4.2 Engine Type System

The GE system contains three cooperating engine type systems:

Compile-Time Engines (DNNEngine System): 15 engine types, all inheriting from the DNNEngine base class, defined in compiler/engines/manager/engine/dnnengines.h.
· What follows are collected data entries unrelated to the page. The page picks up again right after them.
//! On-demand audio regeneration with at most one in-flight synthesis per
//! episode.

use std::collections::HashSet;
use std::sync::Arc;

use parking_lot::Mutex;

use crate::episode::{Episode, EpisodeStatus};
use crate::episode_pipeline::EpisodePipeline;
use crate::tts_batch::SpeechSynthesizer;

/// Set of episode keys with a synthesis in flight
#[derive(Debug, Clone, Default)]
pub struct RegenerationGuard {
    in_flight: Arc<Mutex<HashSet<String>>>,
}

impl RegenerationGuard {
    pub fn new() -> Self {
        Self::default()
    }

    /// Claim `key`, or `None` if another run holds it
    pub fn try_acquire(&self, key: &str) -> Option<InFlightTicket> {
        let mut in_flight = self.in_flight.lock();
        if !in_flight.insert(key.to_string()) {
            return None;
        }
        Some(InFlightTicket {
            key: key.to_string(),
            in_flight: self.in_flight.clone(),
        })
    }

    pub fn is_in_flight(&self, key: &str) -> bool {
        self.in_flight.lock().contains(key)
    }
}

/// Held for the duration of one regeneration; releases its key on drop
#[derive(Debug)]
pub struct InFlightTicket {
    key: String,
    in_flight: Arc<Mutex<HashSet<String>>>,
}

impl InFlightTicket {
    pub fn key(&self) -> &str {
        &self.key
    }
}

impl Drop for InFlightTicket {
    fn drop(&mut self) {
        self.in_flight.lock().remove(&self.key);
    }
}

/// Result of a regeneration request
#[derive(Debug, Clone, PartialEq)]
pub enum RegenerateOutcome {
    /// The episode still carries audio; nothing was synthesized
    AlreadyHasAudio,
    /// Another request for the same key is running; nothing was synthesized
    AlreadyInFlight,
    /// Synthesis ran; the episode is `ready` or `failed`
    Finished(Episode),
}

/// Key for an episode inside a journey
pub fn episode_key(journey_id: &str, index: usize) -> String {
    format!("{}#{}", journey_id, index)
}

/// Re-synthesize an episode whose audio was dropped.
///
/// Overlapping requests for the same `key` are rejected rather than run
/// twice.
pub async fn regenerate_episode<S: SpeechSynthesizer>(
    pipeline: &EpisodePipeline<S>,
    guard: &RegenerationGuard,
    key: &str,
    mut episode: Episode,
) -> RegenerateOutcome {
    if episode.has_audio() {
        return RegenerateOutcome::AlreadyHasAudio;
    }

    let Some(_ticket) = guard.try_acquire(key) else {
        log::info!("Regeneration for {} already in progress, skipping", key);
        return RegenerateOutcome::AlreadyInFlight;
    };

    log::info!("Regenerating audio for \"{}\" ({})", episode.title, key);
    episode.status = EpisodeStatus::Processing;

    let finished = pipeline.generate_podcast(episode).await;
    match finished.status {
        EpisodeStatus::Ready => log::info!("Regenerated audio for {}", key),
        status => log::warn!("Regeneration for {} ended {}", key, status),
    }

    RegenerateOutcome::Finished(finished)
}
//! Bounded in-memory cache of synthesized speech, keyed by a SHA-256 of
//! the voice and text.

use std::collections::{HashMap, VecDeque};

use async_trait::async_trait;
use parking_lot::Mutex;
use sha2::{Digest, Sha256};

use crate::error::TtsError;
use crate::tts_batch::SpeechSynthesizer;
use crate::voice::{AudioConfig, VoiceProfile};

pub const DEFAULT_CACHE_CAPACITY: usize = 10;

/// Content hash for one request. Returns a 64-character hex string.
pub fn speech_key(voice: &VoiceProfile, text: &str) -> String {
    let mut hasher = Sha256::new();
    hasher.update(voice.language_code.as_bytes());
    hasher.update([0u8]);
    hasher.update(voice.name.as_bytes());
    hasher.update([0u8]);
    hasher.update(text.as_bytes());
    format!("{:x}", hasher.finalize())
}

#[derive(Debug, Default)]
struct CacheState {
    entries: HashMap<String, String>,
    /// Insertion order, oldest first
    order: VecDeque<String>,
}

/// Capacity-capped map; inserting past capacity evicts the oldest entry
#[derive(Debug)]
pub struct SpeechCache {
    capacity: usize,
    state: Mutex<CacheState>,
}

impl Default for SpeechCache {
    fn default() -> Self {
        Self::new(DEFAULT_CACHE_CAPACITY)
    }
}

impl SpeechCache {
    pub fn new(capacity: usize) -> Self {
        Self {
            capacity,
            state: Mutex::new(CacheState::default()),
        }
    }

    pub fn get(&self, key: &str) -> Option<String> {
        self.state.lock().entries.get(key).cloned()
    }

    pub fn insert(&self, key: String, audio: String) {
        if self.capacity == 0 {
            return;
        }

        let mut state = self.state.lock();
        if state.entries.insert(key.clone(), audio).is_some() {
            return;
        }
        state.order.push_back(key);

        while state.order.len() > self.capacity {
            if let Some(oldest) = state.order.pop_front() {
                state.entries.remove(&oldest);
                log::debug!("Evicted cached speech {}", &oldest[..oldest.len().min(12)]);
            }
        }
    }

    pub fn len(&self) -> usize {
        self.state.lock().entries.len()
    }

    pub fn is_empty(&self) -> bool {
        self.len() == 0
    }

    pub fn clear(&self) {
        let mut state = self.state.lock();
        state.entries.clear();
        state.order.clear();
    }
}

/// Serves repeated requests from a [`SpeechCache`]
pub struct CachingSynthesizer<S: SpeechSynthesizer> {
    inner: S,
    cache: SpeechCache,
}

impl<S: SpeechSynthesizer> CachingSynthesizer<S> {
    pub fn new(inner: S, capacity: usize) -> Self {
        Self {
            inner,
            cache: SpeechCache::new(capacity),
        }
    }

    pub fn inner(&self) -> &S {
        &self.inner
    }

    pub fn cache(&self) -> &SpeechCache {
        &self.cache
    }
}

#[async_trait]
impl<S: SpeechSynthesizer> SpeechSynthesizer for CachingSynthesizer<S> {
    async fn synthesize(
        &self,
        text: &str,
        voice: &VoiceProfile,
        audio_config: &AudioConfig,
    ) -> Result<String, TtsError> {
        let key = speech_key(voice, text);
        if let Some(audio) = self.cache.get(&key) {
            log::debug!("Using cached audio for {} chars", text.len());
            return Ok(audio);
        }

        let audio = self.inner.synthesize(text, voice, audio_config).await?;
        self.cache.insert(key, audio.clone());
        Ok(audio)
    }

    fn engine_name(&self) -> &str {
        self.inner.engine_name()
    }
}
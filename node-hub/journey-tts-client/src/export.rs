//! Writing finished episode audio to disk.

use std::path::{Path, PathBuf};

use eyre::WrapErr;
use journey_cast::{parse_data_uri, write_audio_file, Episode};

/// Lowercase ASCII slug of a title, at most 60 characters
pub fn slugify(title: &str) -> String {
    let mut slug = String::new();
    for c in title.chars() {
        if c.is_ascii_alphanumeric() {
            slug.push(c.to_ascii_lowercase());
        } else if !slug.is_empty() && !slug.ends_with('-') {
            slug.push('-');
        }
    }
    let mut slug: String = slug.trim_end_matches('-').chars().take(60).collect();
    while slug.ends_with('-') {
        slug.pop();
    }
    if slug.is_empty() {
        "episode".to_string()
    } else {
        slug
    }
}

/// `<index>-<slug>.mp3`, 1-based and zero-padded
pub fn episode_file_name(index: usize, title: &str) -> String {
    format!("{:02}-{}.mp3", index + 1, slugify(title))
}

/// Write the audio of every episode that carries a data URI.
/// Episodes without audio are skipped.
pub fn export_episode_audio(output_dir: &Path, episodes: &[Episode]) -> eyre::Result<Vec<PathBuf>> {
    let mut written = Vec::new();

    for (index, episode) in episodes.iter().enumerate() {
        let Some(payload) = episode.audio_url.as_deref().and_then(parse_data_uri) else {
            tracing::debug!("No audio to export for \"{}\"", episode.title);
            continue;
        };

        let path = output_dir.join(episode_file_name(index, &episode.title));
        let size = write_audio_file(&path, payload)
            .wrap_err_with(|| format!("Failed to write {}", path.display()))?;
        tracing::info!("Exported \"{}\" to {} ({} bytes)", episode.title, path.display(), size);
        written.push(path);
    }

    Ok(written)
}
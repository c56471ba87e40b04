//! Sentence-respecting text chunking for single TTS requests.
//!
//! Text is cut after `.`, `!` or `?` when followed by whitespace, then the
//! sentences are packed greedily into chunks of at most `max_chars`
//! characters. A sentence that alone exceeds the limit is forwarded as one
//! oversized chunk rather than being cut mid-sentence.

/// Per-request input limit, a little under the endpoint's hard cap
pub const DEFAULT_MAX_CHUNK_CHARS: usize = 4800;

/// Split `text` into sentences, keeping punctuation with the sentence that
/// precedes it and dropping the whitespace run after it.
pub fn split_sentences(text: &str) -> Vec<&str> {
    let text = text.trim();
    let mut sentences = Vec::new();
    if text.is_empty() {
        return sentences;
    }

    let mut start = 0;
    let mut chars = text.char_indices().peekable();

    while let Some((idx, c)) = chars.next() {
        if !matches!(c, '.' | '!' | '?') {
            continue;
        }
        let end = idx + c.len_utf8();
        match chars.peek() {
            Some(&(_, next)) if next.is_whitespace() => {
                sentences.push(&text[start..end]);
                // Skip the separating whitespace run
                while let Some(&(_, ws)) = chars.peek() {
                    if !ws.is_whitespace() {
                        break;
                    }
                    chars.next();
                }
                start = chars.peek().map(|&(i, _)| i).unwrap_or(text.len());
            }
            _ => {}
        }
    }

    if start < text.len() {
        sentences.push(&text[start..]);
    }

    sentences
}

/// Pack sentences into chunks of at most `max_chars` characters, joined by
/// single spaces. Empty or whitespace-only input yields no chunks.
pub fn split_into_chunks(text: &str, max_chars: usize) -> Vec<String> {
    let mut chunks = Vec::new();
    let mut current = String::new();
    let mut current_len = 0usize;

    for sentence in split_sentences(text) {
        let sentence_len = sentence.chars().count();

        if current.is_empty() {
            current.push_str(sentence);
            current_len = sentence_len;
            continue;
        }

        if current_len + 1 + sentence_len > max_chars {
            chunks.push(std::mem::take(&mut current));
            current.push_str(sentence);
            current_len = sentence_len;
        } else {
            current.push(' ');
            current.push_str(sentence);
            current_len += 1 + sentence_len;
        }
    }

    if !current.is_empty() {
        chunks.push(current);
    }

    if let Some(oversized) = chunks.iter().find(|c| c.chars().count() > max_chars) {
        log::warn!(
            "Sentence of {} chars exceeds the {} char chunk limit; sending it whole",
            oversized.chars().count(),
            max_chars
        );
    }

    chunks
}

#[cfg(test)]
mod tests {
    use super::*;

    fn normalize(text: &str) -> String {
        text.split_whitespace().collect::<Vec<_>>().join(" ")
    }

    #[test]
    fn test_sentence_boundaries() {
        let sentences = split_sentences("Hello there. How are you?  Fine!\nGreat... v1.2 works");

        assert_eq!(
            sentences,
            vec!["Hello there.", "How are you?", "Fine!", "Great...", "v1.2 works"]
        );
    }

    #[test]
    fn test_short_text_single_chunk() {
        let chunks = split_into_chunks("One. Two. Three.", DEFAULT_MAX_CHUNK_CHARS);
        assert_eq!(chunks, vec!["One. Two. Three."]);
    }

    #[test]
    fn test_empty_input() {
        assert!(split_into_chunks("", 100).is_empty());
        assert!(split_into_chunks("   \n\t ", 100).is_empty());
    }

    #[test]
    fn test_greedy_packing_respects_limit() {
        // "aaaa." is 5 chars; two joined with a space is 11
        let text = "aaaa. bbbb. cccc. dddd. eeee.";
        let chunks = split_into_chunks(text, 11);

        assert_eq!(chunks, vec!["aaaa. bbbb.", "cccc. dddd.", "eeee."]);
        assert!(chunks.iter().all(|c| c.chars().count() <= 11));
    }

    #[test]
    fn test_joining_space_counts_toward_limit() {
        // 5 + 1 + 5 = 11 does not fit in 10
        let chunks = split_into_chunks("aaaa. bbbb.", 10);
        assert_eq!(chunks, vec!["aaaa.", "bbbb."]);
    }

    #[test]
    fn test_oversized_sentence_is_forwarded_whole() {
        let long = format!("{}.", "x".repeat(30));
        let text = format!("{} Short one. Tiny.", long);
        let chunks = split_into_chunks(&text, 20);

        assert_eq!(chunks[0], long);
        assert_eq!(chunks[1], "Short one. Tiny.");
        assert!(chunks.iter().all(|c| !c.is_empty()));
    }

    #[test]
    fn test_join_reproduces_text() {
        let text = "The borrow checker tracks lifetimes.  It rejects dangling references!\n\
                    Why? Because memory safety matters. Ownership moves values; borrows lend them.";

        for limit in [10, 40, 80, DEFAULT_MAX_CHUNK_CHARS] {
            let chunks = split_into_chunks(text, limit);
            assert_eq!(normalize(&chunks.join(" ")), normalize(text), "limit {}", limit);
        }
    }

    #[test]
    fn test_counts_characters_not_bytes() {
        let text = "Привет мир. Пока мир.";
        let chunks = split_into_chunks(text, 11);
        assert_eq!(chunks, vec!["Привет мир.", "Пока мир."]);
    }
}
// ============================================================================
// EPISODE PIPELINE
// ============================================================================

/// Top-level orchestrator; the sole writer of an episode's audio fields
/// during its own run
pub struct EpisodePipeline<S: SpeechSynthesizer> {
    synthesizer: BatchSynthesizer<S>,
    segmenter: ScriptSegmenter,
    inter_episode_delay: Duration,
    fallback_cooldown: Duration,
    fallback_voice: VoiceProfile,
    progress: Option<ProgressCallback>,
    cancel: CancellationToken,
}

impl<S: SpeechSynthesizer> EpisodePipeline<S> {
    pub fn new(engine: S, config: PipelineConfig) -> Result<Self, TtsError> {
        Ok(Self {
            synthesizer: BatchSynthesizer::new(engine, config.synthesis),
            segmenter: ScriptSegmenter::new()?,
            inter_episode_delay: config.inter_episode_delay,
            fallback_cooldown: config.fallback_cooldown,
            fallback_voice: config.fallback_voice,
            progress: None,
            cancel: CancellationToken::new(),
        })
    }

    pub fn with_progress(mut self, progress: ProgressCallback) -> Self {
        self.progress = Some(progress);
        self
    }

    pub fn with_cancellation(mut self, token: CancellationToken) -> Self {
        self.cancel = token;
        self
    }

    /// Token that stops a running batch before its next episode
    pub fn cancellation_token(&self) -> CancellationToken {
        self.cancel.clone()
    }

    pub fn synthesizer(&self) -> &BatchSynthesizer<S> {
        &self.synthesizer
    }

    /// Synthesize a batch, one episode at a time, in input order.
    ///
    /// Every input yields exactly one output record. Per-episode failures
    /// become `failed` records and never abort the batch. After
    /// cancellation the remaining episodes are returned unchanged.
    pub async fn generate_audio_for_episodes(&self, episodes: Vec<Episode>) -> Vec<Episode> {
        let total = episodes.len();
        if total == 0 {
            log::warn!("No episodes provided for audio generation");
            return Vec::new();
        }

        log::info!("Generating audio for {} episode(s) sequentially", total);

        let mut results = Vec::with_capacity(total);
        let mut pending = episodes.into_iter();

        while let Some(episode) = pending.next() {
            if self.cancel.is_cancelled() {
                log::warn!(
                    "Audio generation cancelled, {} episode(s) left untouched",
                    total - results.len()
                );
                results.push(episode);
                results.extend(pending);
                break;
            }

            let finished = self.process_episode(episode, self.fallback_cooldown).await;
            self.report(results.len() + 1, total, &finished);
            results.push(finished);

            if results.len() < total && !self.inter_episode_delay.is_zero() {
                log::info!(
                    "Episode completed, waiting {}ms before the next one",
                    self.inter_episode_delay.as_millis()
                );
                tokio::select! {
                    _ = tokio::time::sleep(self.inter_episode_delay) => {}
                    _ = self.cancel.cancelled() => {}
                }
            }
        }

        results
    }

    /// Synthesize one episode immediately; no inter-episode pacing or
    /// fallback cooldown applies here.
    pub async fn generate_podcast(&self, episode: Episode) -> Episode {
        self.process_episode(episode, Duration::ZERO).await
    }

    async fn process_episode(&self, mut episode: Episode, fallback_cooldown: Duration) -> Episode {
        let title = if episode.title.trim().is_empty() {
            UNKNOWN_TITLE.to_string()
        } else {
            episode.title.clone()
        };
        log::info!("Processing audio for episode \"{}\"", title);
        episode.status = EpisodeStatus::Generating;

        let audio = match self.synthesize_script(&episode, &title).await {
            Ok(audio) => audio,
            Err(EpisodeError::Synthesis(primary)) if primary.is_rate_limited() => {
                log::warn!(
                    "Rate limited while generating \"{}\" ({}), trying placeholder audio",
                    title,
                    primary
                );
                if !fallback_cooldown.is_zero() {
                    tokio::time::sleep(fallback_cooldown).await;
                }

                match self.synthesize_fallback(&title).await {
                    Ok(audio) => {
                        log::info!("Generated placeholder audio for \"{}\"", title);
                        episode.mark_ready(to_data_uri(&audio), true);
                    }
                    Err(fallback) => {
                        log::error!("Placeholder audio for \"{}\" failed: {}", title, fallback);
                        episode.mark_failed(EpisodeError::Fallback { primary, fallback });
                    }
                }
                return episode;
            }
            Err(e) => {
                log::error!("Audio generation for \"{}\" failed: {}", title, e);
                episode.mark_failed(e);
                return episode;
            }
        };

        episode.mark_ready(to_data_uri(&audio), false);
        log::info!("Audio ready for episode \"{}\"", title);
        episode
    }

    /// Normalize, segment and synthesize an episode's script to base64 audio
    async fn synthesize_script(&self, episode: &Episode, title: &str) -> Result<String, EpisodeError> {
        let script = episode.script.as_ref().ok_or(EpisodeError::MissingScript)?;
        let text = script.normalize(title)?;
        let segments = self.segmenter.segment(&text);

        log::debug!(
            "Script for \"{}\": {} chars, {} segments",
            title,
            text.chars().count(),
            segments.len()
        );

        Ok(self.synthesizer.synthesize_episode_audio(&segments).await?)
    }

    async fn synthesize_fallback(&self, title: &str) -> Result<String, TtsError> {
        let audio_config = &self.synthesizer.config().audio;
        self.synthesizer
            .synthesize_text(&fallback_announcement(title), &self.fallback_voice, audio_config)
            .await
    }

    fn report(&self, completed: usize, total: usize, episode: &Episode) {
        if let Some(progress) = &self.progress {
            let callback = progress.lock();
            callback(PipelineProgress {
                completed,
                total,
                title: episode.title.clone(),
                status: episode.status,
                percentage: (completed as f64 / total as f64) * 100.0,
            });
        }
    }
}

// ============================================================================
// TESTS
// ============================================================================

#[cfg(test)]
mod tests {
    use super::*;
    use crate::audio_combiner::{parse_data_uri, DATA_URI_PREFIX};
    use crate::tts_batch::tests::{api, fast_config, FakeEngine};
    use base64::engine::general_purpose::STANDARD;
    use base64::Engine;
    use serde_json::json;
    use tokio::time::Instant;

    const SCRIPT: &str =
        "[Intro Music]\n**Host:** Welcome to the show.\n**Speaker:** Thanks for having me.";

    fn config() -> PipelineConfig {
        PipelineConfig {
            synthesis: fast_config(),
            ..Default::default()
        }
    }

    fn quota_unless_fallback() -> FakeEngine {
        FakeEngine::new(|text, _| {
            if text.starts_with("This is a podcast episode titled") {
                Ok(text.as_bytes().to_vec())
            } else {
                Err(api(403, "Quota exceeded for quota metric"))
            }
        })
    }

    fn audio_bytes(episode: &Episode) -> Vec<u8> {
        let uri = episode.audio_url.as_deref().unwrap();
        STANDARD.decode(parse_data_uri(uri).unwrap()).unwrap()
    }

    #[tokio::test]
    async fn test_two_speaker_script_becomes_ready() {
        let pipeline = EpisodePipeline::new(FakeEngine::echo(), config()).unwrap();
        let episode = Episode::new("Welcome", "Pilot").with_script(SCRIPT);

        let result = pipeline.generate_podcast(episode).await;

        assert_eq!(result.status, EpisodeStatus::Ready);
        assert!(result.had_audio);
        assert!(!result.is_fallback_audio);
        assert!(result.audio_url.as_deref().unwrap().starts_with(DATA_URI_PREFIX));
        assert_eq!(pipeline.synthesizer().engine().call_count(), 2);
        assert_eq!(
            audio_bytes(&result),
            b"Welcome to the show....Thanks for having me....".to_vec()
        );
    }

    #[tokio::test]
    async fn test_non_rate_limit_failure_marks_failed() {
        let engine = FakeEngine::new(|_, _| Err(api(401, "API key not valid")));
        let pipeline = EpisodePipeline::new(engine, config()).unwrap();

        let result = pipeline
            .generate_podcast(Episode::new("Ep", "").with_script(SCRIPT))
            .await;

        assert_eq!(result.status, EpisodeStatus::Failed);
        assert!(!result.had_audio);
        assert!(result.audio_url.is_none());
        assert!(result.error.is_some());
        // No placeholder attempt after an auth failure
        assert_eq!(pipeline.synthesizer().engine().call_count(), 2);
    }

    #[tokio::test(start_paused = true)]
    async fn test_quota_failure_uses_placeholder_audio() {
        let pipeline = EpisodePipeline::new(quota_unless_fallback(), config()).unwrap();
        let started = Instant::now();

        let results = pipeline
            .generate_audio_for_episodes(vec![Episode::new("Lifetimes", "").with_script(SCRIPT)])
            .await;

        let result = &results[0];
        assert_eq!(result.status, EpisodeStatus::Ready);
        assert!(result.is_fallback_audio);
        assert!(result.had_audio);
        assert_eq!(
            audio_bytes(result),
            fallback_announcement("Lifetimes").into_bytes()
        );
        assert!(started.elapsed() >= Duration::from_millis(10000));
    }

    #[tokio::test(start_paused = true)]
    async fn test_single_entry_skips_fallback_cooldown() {
        let pipeline = EpisodePipeline::new(quota_unless_fallback(), config()).unwrap();
        let started = Instant::now();

        let result = pipeline
            .generate_podcast(Episode::new("Traits", "").with_script(SCRIPT))
            .await;

        assert!(result.is_fallback_audio);
        assert!(started.elapsed() < Duration::from_millis(10000));
    }

    #[tokio::test(start_paused = true)]
    async fn test_failed_placeholder_marks_failed() {
        let engine = FakeEngine::new(|_, _| Err(api(429, "Too Many Requests")));
        let pipeline = EpisodePipeline::new(engine, config()).unwrap();

        let result = pipeline
            .generate_podcast(Episode::new("Ep", "").with_script(SCRIPT))
            .await;

        assert_eq!(result.status, EpisodeStatus::Failed);
        assert!(!result.had_audio);
        assert!(!result.is_fallback_audio);
        assert!(result.error.unwrap().contains("Fallback audio failed"));
    }

    #[tokio::test]
    async fn test_missing_script_does_not_abort_batch() {
        let pipeline = EpisodePipeline::new(
            FakeEngine::echo(),
            PipelineConfig {
                inter_episode_delay: Duration::ZERO,
                ..config()
            },
        )
        .unwrap();

        let results = pipeline
            .generate_audio_for_episodes(vec![
                Episode::new("No script", ""),
                Episode::new("Scalar", "").with_script(
                    serde_json::from_value::<crate::ScriptSource>(json!(42)).unwrap(),
                ),
                Episode::new("Good", "").with_script("**Host:** Fine."),
            ])
            .await;

        assert_eq!(results.len(), 3);
        assert_eq!(results[0].status, EpisodeStatus::Failed);
        assert_eq!(results[0].error.as_deref(), Some("Missing script content"));
        assert_eq!(results[1].status, EpisodeStatus::Failed);
        assert_eq!(results[2].status, EpisodeStatus::Ready);
        assert_eq!(pipeline.synthesizer().engine().call_count(), 1);
    }

    #[tokio::test]
    async fn test_turn_list_script_is_normalized() {
        let pipeline = EpisodePipeline::new(FakeEngine::echo(), config()).unwrap();
        let script: crate::ScriptSource = serde_json::from_value(json!([
            {"soundEffect": "Intro Music"},
            {"speaker": "Host", "line": "Hello."},
            {"speaker": "Guest", "text": "Hi there."}
        ]))
        .unwrap();

        let result = pipeline
            .generate_podcast(Episode::new("Turns", "").with_script(script))
            .await;

        assert_eq!(result.status, EpisodeStatus::Ready);
        let engine = pipeline.synthesizer().engine();
        assert_eq!(engine.texts(), vec!["Hello....", "Hi there...."]);
        let voices: Vec<String> = engine.calls.lock().iter().map(|c| c.voice.clone()).collect();
        assert_eq!(voices, vec!["en-US-Chirp3-HD-Achird", "en-US-Neural2-C"]);
    }

    #[tokio::test(start_paused = true)]
    async fn test_batch_is_paced_and_ordered() {
        let pipeline = EpisodePipeline::new(FakeEngine::echo(), config()).unwrap();
        let started = Instant::now();

        let results = pipeline
            .generate_audio_for_episodes(
                (1..=3)
                    .map(|i| Episode::new(format!("Ep {}", i), "").with_script(format!("**Host:** Part {}.", i)))
                    .collect(),
            )
            .await;

        let titles: Vec<&str> = results.iter().map(|e| e.title.as_str()).collect();
        assert_eq!(titles, vec!["Ep 1", "Ep 2", "Ep 3"]);
        assert!(results.iter().all(|e| e.status == EpisodeStatus::Ready));
        assert_eq!(
            pipeline.synthesizer().engine().texts(),
            vec!["Part 1....", "Part 2....", "Part 3...."]
        );
        // Two gaps of 5s; none after the last episode
        let elapsed = started.elapsed();
        assert!(elapsed >= Duration::from_millis(10000));
        assert!(elapsed < Duration::from_millis(15000));
    }

    #[tokio::test(start_paused = true)]
    async fn test_cancel_between_episodes() {
        let token = CancellationToken::new();
        let seen = Arc::new(Mutex::new(Vec::new()));

        let progress = {
            let token = token.clone();
            let seen = seen.clone();
            progress_callback(move |update: PipelineProgress| {
                seen.lock().push((update.completed, update.total, update.status));
                token.cancel();
            })
        };
        let pipeline = EpisodePipeline::new(FakeEngine::echo(), config())
            .unwrap()
            .with_progress(progress)
            .with_cancellation(token);

        let results = pipeline
            .generate_audio_for_episodes(vec![
                Episode::new("First", "").with_script("**Host:** One."),
                Episode::new("Second", "").with_script("**Host:** Two."),
                Episode::new("Third", "").with_script("**Host:** Three."),
            ])
            .await;

        assert_eq!(results.len(), 3);
        assert_eq!(results[0].status, EpisodeStatus::Ready);
        assert_eq!(results[1].status, EpisodeStatus::Pending);
        assert_eq!(results[2].status, EpisodeStatus::Pending);
        assert_eq!(*seen.lock(), vec![(1, 3, EpisodeStatus::Ready)]);
        assert_eq!(pipeline.synthesizer().engine().call_count(), 1);
    }

    #[tokio::test]
    async fn test_empty_batch() {
        let pipeline = EpisodePipeline::new(FakeEngine::echo(), config()).unwrap();
        assert!(pipeline.generate_audio_for_episodes(Vec::new()).await.is_empty());
    }
}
Engine Class Registered Name Priority Runtime Type Atomic Engine Description
CustomDNNEngine DNN_VM_CUSTOM COST_0 DEVICE Yes User-defined custom operator engine
AICoreDNNEngine AIcoreEngine COST_1 DEVICE Yes AI Core matrix computing engine
FftsPlusDNNEngine ffts_plus COST_1 DEVICE No FFTS+ fusion engine (composite engine)
VectorCoreDNNEngine VectorEngine COST_2 DEVICE Yes Vector Core vector computing engine
DSADNNEngine DSAEngine COST_2 DEVICE Yes DSA engine
AICpuDNNEngine DNN_VM_AICPU_ASCEND COST_3 DEVICE Yes AI CPU Ascend engine
AICpuTFDNNEngine DNN_VM_AICPU COST_4 DEVICE Yes AI CPU TensorFlow engine
DvppDNNEngine DNN_VM_DVPP COST_5 DEVICE Yes DVPP digital visual preprocessing engine
GeLocalDNNEngine DNN_VM_GE_LOCAL COST_9 DEVICE Yes GE local engine (fallback)
HostCpuDNNEngine DNN_VM_HOST_CPU COST_10 HOST Yes Host CPU engine (lowest priority)
RtsDNNEngine DNN_VM_RTS COST_2 DEVICE Yes Runtime service engine
RtsFftsPlusDNNEngine DNN_VM_RTS_FFTS_PLUS COST_2 DEVICE Yes RTS FFTS+ engine
HcclDNNEngine DNN_HCCL COST_2 DEVICE Yes Collective communication engine
AICpuFftsPlusDNNEngine DNN_VM_AICPU_FFTS_PLUS COST_2 DEVICE Yes AI CPU FFTS+ engine
AICpuAscendFftsPlusDNNEngine DNN_VM_AICPU_ASCEND_FFTS_PLUS COST_2 DEVICE Yes AI CPU Ascend FFTS+ engine

Priority arrangement pattern: Custom engine is highest (0), dedicated hardware engines are next (1-2), general-purpose CPU engines are lower (3-5), and fallback engines are lowest (9-10).

Runtime V2 Engines (NodeConverter System): Defined in runtime/v2/engine/, registered through REGISTER_NODE_CONVERTER macro, performs node lowering by engine name and execution placement.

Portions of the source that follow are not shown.